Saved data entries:
>>>

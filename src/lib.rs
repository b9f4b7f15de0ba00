//! # tallyware
//!
//! **tallyware** is a response-metrics middleware for HTTP services built on
//! the `may` coroutine runtime and `may_minihttp`.
//!
//! ## Overview
//!
//! Every request that passes through the middleware gets a unique response
//! id, its body bytes counted, and its handler latency timed. Completed
//! measurements accumulate in a concurrent store; a configurable report page
//! exposes per-response rows plus min/max/average aggregates, live, while
//! traffic keeps flowing.
//!
//! ## Architecture
//!
//! - **[`body`]** - byte-counting sink and the mode-guarded body wrapper
//!   (binary stream vs. auto-flushing text writer, never both)
//! - **[`ids`]** - response id newtype and the sequential/random allocator
//! - **[`metrics`]** - write-once per-response records, the concurrent store,
//!   snapshots and aggregates
//! - **[`middleware`]** - the measuring middleware tying the above together
//! - **[`server`]** - `may_minihttp` adapter: request parsing, response
//!   writing, service and server handles
//! - **[`report`]** - HTML report page rendered from request attributes
//! - **[`static_files`]** - static/template file serving for the demo site
//! - **[`config`]** - middleware and runtime configuration
//!
//! ### Request Flow
//!
//! ```mermaid
//! sequenceDiagram
//!     participant Client
//!     participant Server as AppService<br/>(may_minihttp)
//!     participant MW as MetricsMiddleware
//!     participant Store as MetricsStore
//!     participant Handler
//!
//!     Client->>Server: HTTP request
//!     Server->>MW: handle(ctx, sink, next)
//!     alt report path
//!         MW->>Store: snapshot + aggregates
//!         MW->>MW: publish request attributes
//!         MW->>Handler: next(ctx, body)
//!         Handler-->>MW: report page head
//!     else any other path
//!         MW->>Store: reserve(id) (retry on collision)
//!         MW->>Handler: next(ctx, metered body)
//!         Handler->>Handler: write through stream or writer
//!         Handler-->>MW: head
//!         MW->>Store: record(id, size, latency) once
//!         MW->>MW: attach id response header
//!     end
//!     MW-->>Server: (body bytes, head)
//!     Server-->>Client: HTTP response
//! ```
//!
//! ## Quick Start
//!
//! ```no_run
//! use std::io;
//! use std::sync::Arc;
//!
//! use tallyware::body::MeteredBody;
//! use tallyware::config::MetricsConfig;
//! use tallyware::middleware::MetricsMiddleware;
//! use tallyware::server::{AppService, HttpServer, RequestContext, RequestHandler, ResponseHead};
//!
//! fn page(_ctx: &RequestContext, body: &mut MeteredBody<Vec<u8>>) -> io::Result<ResponseHead> {
//!     let mut w = body.writer()?;
//!     w.write_str("<h1>Hello World!</h1>")?;
//!     Ok(ResponseHead::html())
//! }
//!
//! let metrics = Arc::new(MetricsMiddleware::new(MetricsConfig::default()));
//! let handler: Arc<dyn RequestHandler> = Arc::new(page);
//! let service = AppService::new(metrics, handler);
//! let server = HttpServer(service).start("0.0.0.0:8080").unwrap();
//! server.join().unwrap();
//! ```
//!
//! ## Runtime Considerations
//!
//! tallyware runs on the `may` coroutine runtime, not tokio. Handlers execute
//! inside server coroutines; the stack size is configurable via the
//! `TALLY_STACK_SIZE` environment variable (see [`config::RuntimeConfig`]).
//! The middleware itself spawns nothing and holds no locks across handler
//! calls, so concurrency is bounded by the server, not by the measuring.

pub mod body;
pub mod config;
pub mod ids;
pub mod metrics;
pub mod middleware;
pub mod report;
pub mod server;
pub mod static_files;

pub use body::{BodySink, CountingStream, MeteredBody, OutputModeError, TextWriter};
pub use config::{ConfigError, MetricsConfig, RuntimeConfig};
pub use ids::{IdStrategy, ResponseId, ResponseIdAllocator};
pub use metrics::{Aggregate, Metric, MetricsSnapshot, MetricsStore, RecordError, ResponseMetrics};
pub use middleware::{MetricsMiddleware, RESPONSE_METRICS_ATTR};
//! Configuration for the middleware and the coroutine runtime.
//!
//! Precedence, lowest to highest: built-in defaults, YAML config file,
//! environment variables, CLI flags (demo binary only).
//!
//! Environment variables:
//! - `TALLY_REPORT_PATH` — path the report page is served from
//! - `TALLY_ID_HEADER` — response header carrying the response id
//! - `TALLY_ID_STRATEGY` — `sequential` or `random`
//! - `TALLY_STACK_SIZE` — coroutine stack size in bytes, decimal or `0x` hex

use std::env;
use std::io;
use std::path::{Path, PathBuf};

use serde::Deserialize;
use thiserror::Error;

use crate::ids::IdStrategy;

#[derive(Debug, Error)]
pub enum ConfigError {
    #[error("failed to read config file {path}: {source}")]
    Read { path: PathBuf, source: io::Error },
    #[error("failed to parse config file {path}: {source}")]
    Parse {
        path: PathBuf,
        source: serde_yaml::Error,
    },
}

/// Middleware settings.
#[derive(Debug, Clone, PartialEq, Deserialize)]
#[serde(default, deny_unknown_fields)]
pub struct MetricsConfig {
    /// Path the report page is served from; requests to it are never
    /// measured.
    pub report_path: String,
    /// Response header carrying the response id on measured responses.
    pub id_header: String,
    pub id_strategy: IdStrategy,
}

impl Default for MetricsConfig {
    fn default() -> Self {
        Self {
            report_path: "/metrics".to_string(),
            id_header: "x-response-id".to_string(),
            id_strategy: IdStrategy::default(),
        }
    }
}

impl MetricsConfig {
    /// Defaults overridden by whatever `TALLY_*` variables are set.
    pub fn from_env() -> Self {
        Self::default().with_env_overrides()
    }

    pub fn from_yaml_file(path: impl AsRef<Path>) -> Result<Self, ConfigError> {
        let path = path.as_ref();
        let raw = std::fs::read_to_string(path).map_err(|source| ConfigError::Read {
            path: path.to_path_buf(),
            source,
        })?;
        serde_yaml::from_str(&raw).map_err(|source| ConfigError::Parse {
            path: path.to_path_buf(),
            source,
        })
    }

    /// Apply `TALLY_*` environment overrides on top of this config.
    /// Unparseable strategy values are ignored rather than fatal.
    pub fn with_env_overrides(mut self) -> Self {
        if let Ok(v) = env::var("TALLY_REPORT_PATH") {
            self.report_path = v;
        }
        if let Ok(v) = env::var("TALLY_ID_HEADER") {
            self.id_header = v;
        }
        if let Ok(v) = env::var("TALLY_ID_STRATEGY") {
            if let Ok(strategy) = v.parse() {
                self.id_strategy = strategy;
            }
        }
        self
    }
}

/// Coroutine runtime tuning loaded from environment variables.
#[derive(Debug, Clone, Copy)]
pub struct RuntimeConfig {
    /// Stack size for coroutines in bytes (default: 16 KB / 0x4000)
    pub stack_size: usize,
}

impl RuntimeConfig {
    pub fn from_env() -> Self {
        let stack_size = match env::var("TALLY_STACK_SIZE") {
            Ok(val) => {
                if let Some(hex) = val.strip_prefix("0x") {
                    usize::from_str_radix(hex, 16).unwrap_or(0x4000)
                } else {
                    val.parse().unwrap_or(0x4000)
                }
            }
            Err(_) => 0x4000,
        };
        RuntimeConfig { stack_size }
    }
}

<<<

ACTIVITY: Using the entries above, return each line in which the word "configurable" occurs.

WRITTEN ANSWER:
//! measurements accumulate in a concurrent store; a configurable report page
//! inside server coroutines; the stack size is configurable via the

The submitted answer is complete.